- Your task: Among the entries below, find every line that contains the string "ブレーキが鳴く", then copy it.

- Saved entries:
※ ※ ※
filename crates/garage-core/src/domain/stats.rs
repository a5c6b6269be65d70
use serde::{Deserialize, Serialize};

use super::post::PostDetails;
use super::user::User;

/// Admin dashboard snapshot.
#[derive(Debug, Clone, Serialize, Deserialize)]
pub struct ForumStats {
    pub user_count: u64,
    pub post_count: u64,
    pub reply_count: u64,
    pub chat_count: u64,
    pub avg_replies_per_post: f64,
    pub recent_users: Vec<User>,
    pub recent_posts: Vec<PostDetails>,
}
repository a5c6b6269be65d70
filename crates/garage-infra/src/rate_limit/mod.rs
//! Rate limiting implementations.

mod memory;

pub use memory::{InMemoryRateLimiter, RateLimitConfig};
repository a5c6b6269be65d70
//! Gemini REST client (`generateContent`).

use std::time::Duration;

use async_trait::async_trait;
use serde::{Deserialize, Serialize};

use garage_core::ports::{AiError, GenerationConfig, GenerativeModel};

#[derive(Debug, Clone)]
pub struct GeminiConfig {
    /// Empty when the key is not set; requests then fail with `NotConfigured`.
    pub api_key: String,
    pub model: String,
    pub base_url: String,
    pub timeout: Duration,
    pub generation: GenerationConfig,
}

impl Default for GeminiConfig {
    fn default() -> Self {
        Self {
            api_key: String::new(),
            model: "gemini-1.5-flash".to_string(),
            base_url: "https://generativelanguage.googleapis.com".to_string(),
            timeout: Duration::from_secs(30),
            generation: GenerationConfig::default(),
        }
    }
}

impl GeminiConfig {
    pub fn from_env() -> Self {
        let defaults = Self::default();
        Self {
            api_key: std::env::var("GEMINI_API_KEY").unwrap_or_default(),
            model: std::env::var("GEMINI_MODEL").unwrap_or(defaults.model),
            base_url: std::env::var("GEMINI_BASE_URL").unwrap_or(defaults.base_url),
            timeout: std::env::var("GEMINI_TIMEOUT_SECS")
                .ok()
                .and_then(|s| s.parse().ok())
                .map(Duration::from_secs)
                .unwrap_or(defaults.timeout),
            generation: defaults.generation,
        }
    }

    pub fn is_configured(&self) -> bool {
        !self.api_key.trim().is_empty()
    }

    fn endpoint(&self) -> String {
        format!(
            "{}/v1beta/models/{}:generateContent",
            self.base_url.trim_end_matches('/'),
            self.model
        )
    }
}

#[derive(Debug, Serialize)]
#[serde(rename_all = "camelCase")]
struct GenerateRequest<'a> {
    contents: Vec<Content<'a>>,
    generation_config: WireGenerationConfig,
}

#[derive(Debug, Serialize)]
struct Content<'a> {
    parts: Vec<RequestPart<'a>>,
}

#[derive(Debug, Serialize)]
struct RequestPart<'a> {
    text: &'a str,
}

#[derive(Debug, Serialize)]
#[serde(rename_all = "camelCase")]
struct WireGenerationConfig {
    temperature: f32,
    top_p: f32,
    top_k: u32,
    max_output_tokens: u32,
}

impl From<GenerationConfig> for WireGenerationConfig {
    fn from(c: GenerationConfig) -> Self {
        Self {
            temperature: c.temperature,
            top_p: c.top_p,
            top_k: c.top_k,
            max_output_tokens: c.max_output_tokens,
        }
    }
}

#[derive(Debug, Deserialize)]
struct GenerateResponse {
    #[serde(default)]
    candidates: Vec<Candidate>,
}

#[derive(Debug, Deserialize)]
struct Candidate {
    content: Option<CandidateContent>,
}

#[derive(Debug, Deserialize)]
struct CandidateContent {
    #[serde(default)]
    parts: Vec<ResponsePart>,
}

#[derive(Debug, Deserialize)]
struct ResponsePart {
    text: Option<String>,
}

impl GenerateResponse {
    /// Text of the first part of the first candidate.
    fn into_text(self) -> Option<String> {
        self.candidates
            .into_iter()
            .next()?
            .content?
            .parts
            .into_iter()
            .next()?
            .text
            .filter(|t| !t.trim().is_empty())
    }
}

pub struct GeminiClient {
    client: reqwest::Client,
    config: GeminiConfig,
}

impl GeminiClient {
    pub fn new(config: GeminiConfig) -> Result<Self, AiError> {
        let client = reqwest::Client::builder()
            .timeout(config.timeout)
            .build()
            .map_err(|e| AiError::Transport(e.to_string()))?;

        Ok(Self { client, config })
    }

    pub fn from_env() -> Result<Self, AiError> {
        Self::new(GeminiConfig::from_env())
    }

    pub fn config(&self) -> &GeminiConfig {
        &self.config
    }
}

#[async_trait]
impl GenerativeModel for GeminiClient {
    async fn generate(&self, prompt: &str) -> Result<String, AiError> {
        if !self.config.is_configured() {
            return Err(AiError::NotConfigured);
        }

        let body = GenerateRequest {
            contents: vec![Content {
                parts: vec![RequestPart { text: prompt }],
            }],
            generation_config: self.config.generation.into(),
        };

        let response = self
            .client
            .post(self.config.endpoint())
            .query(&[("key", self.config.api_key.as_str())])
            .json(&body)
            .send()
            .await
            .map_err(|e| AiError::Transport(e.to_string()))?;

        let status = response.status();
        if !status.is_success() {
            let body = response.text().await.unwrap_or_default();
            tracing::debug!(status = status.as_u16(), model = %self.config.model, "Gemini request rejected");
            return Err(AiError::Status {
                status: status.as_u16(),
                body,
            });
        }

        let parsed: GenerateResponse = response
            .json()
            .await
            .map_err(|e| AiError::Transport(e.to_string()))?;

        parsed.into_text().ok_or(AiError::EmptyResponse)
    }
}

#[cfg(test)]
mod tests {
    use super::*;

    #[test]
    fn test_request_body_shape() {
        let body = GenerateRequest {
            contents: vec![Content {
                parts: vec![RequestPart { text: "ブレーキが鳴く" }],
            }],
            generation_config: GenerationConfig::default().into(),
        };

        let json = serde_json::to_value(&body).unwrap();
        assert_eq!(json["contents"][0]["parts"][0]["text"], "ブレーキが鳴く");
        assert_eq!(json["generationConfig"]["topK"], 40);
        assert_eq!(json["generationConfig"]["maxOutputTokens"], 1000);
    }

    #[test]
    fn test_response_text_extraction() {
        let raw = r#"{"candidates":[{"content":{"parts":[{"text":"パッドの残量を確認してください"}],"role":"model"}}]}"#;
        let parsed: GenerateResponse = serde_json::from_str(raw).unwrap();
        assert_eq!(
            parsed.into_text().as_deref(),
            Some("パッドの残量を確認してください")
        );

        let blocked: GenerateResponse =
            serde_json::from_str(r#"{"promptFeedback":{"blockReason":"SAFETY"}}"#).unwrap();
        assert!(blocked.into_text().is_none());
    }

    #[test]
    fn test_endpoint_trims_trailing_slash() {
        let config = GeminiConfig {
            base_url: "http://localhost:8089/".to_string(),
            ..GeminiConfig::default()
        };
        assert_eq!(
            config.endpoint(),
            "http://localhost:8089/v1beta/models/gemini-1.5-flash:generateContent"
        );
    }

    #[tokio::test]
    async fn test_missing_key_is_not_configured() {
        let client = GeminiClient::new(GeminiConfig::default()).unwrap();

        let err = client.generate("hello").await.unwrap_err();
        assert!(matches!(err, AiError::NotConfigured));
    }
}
※ ※ ※
- Output for this task:
                parts: vec![RequestPart { text: "ブレーキが鳴く" }],
        assert_eq!(json["contents"][0]["parts"][0]["text"], "ブレーキが鳴く");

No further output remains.